Exercise details: Lines before the one containing "coords: Coord2) ->" are left out; return that line and every line after it exactly, through the end of the data below.

[Excerpts from a dataset]

[Start of section]

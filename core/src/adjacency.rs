//! Mine-neighbor counts derived from a placed board.

use ndarray::Array2;

use crate::*;

pub fn count_adjacent_mines(cells: &Array2<Cell>, coords: Coord2) -> u8 {
    // at most 8 neighbors
    cells
        .iter_neighbors(coords)
        .filter(|&pos| cells[pos.to_nd_index()].has_mine)
        .count() as u8
}

/// Stores the neighbor count on every non-mine cell.
pub fn fill_adjacency(cells: &mut Array2<Cell>) {
    let (rows, cols) = cells.dim();
    for row in 0..rows {
        for col in 0..cols {
            let coords = (row as Coord, col as Coord);
            if cells[coords.to_nd_index()].has_mine {
                continue;
            }
            let count = count_adjacent_mines(cells, coords);
            cells[coords.to_nd_index()].adjacent_mines = count;
        }
    }
}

[End of section]

The completed task:
pub fn count_adjacent_mines(cells: &Array2<Cell>, coords: Coord2) -> u8 {
    // at most 8 neighbors
    cells
        .iter_neighbors(coords)
        .filter(|&pos| cells[pos.to_nd_index()].has_mine)
        .count() as u8
}

/// Stores the neighbor count on every non-mine cell.
pub fn fill_adjacency(cells: &mut Array2<Cell>) {
    let (rows, cols) = cells.dim();
    for row in 0..rows {
        for col in 0..cols {
            let coords = (row as Coord, col as Coord);
            if cells[coords.to_nd_index()].has_mine {
                continue;
            }
            let count = count_adjacent_mines(cells, coords);
            cells[coords.to_nd_index()].adjacent_mines = count;
        }
    }
}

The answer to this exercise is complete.